Riparare richiede tempo. Richiede volontà.
E in un mondo che corre, questa lentezza può sembrare scomoda. Ma proprio perché è scomoda, ci trasforma. Ci educa alla pazienza, alla responsabilità, all’amore vero. E ci libera da quell’idea tossica che tutto debba essere perfetto o funzionare al primo colpo.
Anche con noi stessi. Quante volte ci sentiamo rotti, difettosi, inadeguati? Eppure siamo fatti per essere riparati, non per essere scartati. A volte è proprio da una ferita che nasce il cambiamento. Come il kintsugi giapponese: l’arte di riparare con l’oro. Le crepe non si nascondono, si valorizzano. Perché è lì che la vita ha lasciato il segno.
Oggi più che mai, riparare è un atto rivoluzionario.
È dire: non accetto di vivere in un mondo che butta tutto voglio imparare a custodire.
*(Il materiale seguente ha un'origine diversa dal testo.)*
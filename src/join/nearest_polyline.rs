//! Narrow phase: nearest polyline per point
//!
//! Every `(point, polyline)` candidate produced by the pairs is scored, then
//! the rows are sorted by `(point, distance, polyline)` and reduced to the
//! first row of each point. Sorting makes the result independent of pair
//! order; equal distances resolve to the lowest polyline index.

use std::cmp::Ordering;

use rayon::prelude::*;

use crate::distance::point_polyline_distance;
use crate::index::Quadtree;
use crate::join::core::{collect_indexed, QuadtreeJoinExecutor};
use crate::join::tables::{CandidatePairs, NearestPolylineResult};
use crate::types::{CoordFloat, PointColumns, PolylineColumns};
use crate::Result;

/// NaN distances order after every number
#[inline]
fn cmp_distance<T: CoordFloat>(a: T, b: T) -> Ordering {
    match (a.is_nan(), b.is_nan()) {
        (true, true) => Ordering::Equal,
        (true, false) => Ordering::Greater,
        (false, true) => Ordering::Less,
        (false, false) => a.partial_cmp(&b).unwrap_or(Ordering::Equal),
    }
}

#[inline]
fn cmp_rows<T: CoordFloat>(a: &(u32, u32, T), b: &(u32, u32, T)) -> Ordering {
    a.0.cmp(&b.0)
        .then_with(|| cmp_distance(a.2, b.2))
        .then_with(|| a.1.cmp(&b.1))
}

impl QuadtreeJoinExecutor {
    /// `(point_index, polyline_index, distance)` with the closest candidate
    /// polyline of each point that appears in at least one pair.
    ///
    /// Output rows are ordered by `point_index`, the original point ordinal.
    pub fn nearest_polyline<T: CoordFloat>(
        &self,
        pairs: &CandidatePairs,
        quadtree: &Quadtree,
        points: &PointColumns<'_, T>,
        polylines: &PolylineColumns<'_, T>,
    ) -> Result<NearestPolylineResult<T>> {
        points.validate()?;
        polylines.validate()?;
        quadtree.validate(None)?;
        quadtree.validate_point_ranges(points.len())?;
        pairs.validate(quadtree, polylines.num_polylines())?;

        let mut rows = collect_indexed(&self.execution, pairs.len(), |i, out| {
            let (line, quad) = pairs.get(i);
            let (xs, ys) = polylines.vertices(line as usize);
            for pos in quadtree.node(quad as usize).range() {
                let (px, py) = points.coords(pos);
                if let Some(dist) = point_polyline_distance(px, py, xs, ys) {
                    out.push((points.ordinal(pos), line, dist));
                }
            }
        });
        log::debug!(
            "nearest polyline: {} pairs produced {} candidate distances",
            pairs.len(),
            rows.len()
        );

        if self.execution.should_parallelize(rows.len()) {
            rows.par_sort_unstable_by(cmp_rows);
        } else {
            rows.sort_unstable_by(cmp_rows);
        }
        rows.dedup_by_key(|row| row.0);

        log::debug!("nearest polyline: {} points matched", rows.len());
        Ok(rows.into_iter().collect())
    }
}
Un paio di scarpe che possono ancora camminare. Un’amicizia che può ancora parlare. Un pezzo di cuore che può ancora fidarsi.
Nel mio piccolo, ho iniziato a scegliere la via della riparazione.
A volte è una cerniera sistemata, altre un silenzio rotto da un messaggio sincero. Ma ogni volta, sento che qualcosa si ricompone anche dentro di me. Non perfetto, non identico a prima. Ma più vero. Più forte.
Perché il futuro non è fatto di plastica nuova, ma di gesti antichi da riscoprire.
E riparare è uno di quelli. È tenerci stretti. È ridare valore. È sostenere, col cuore.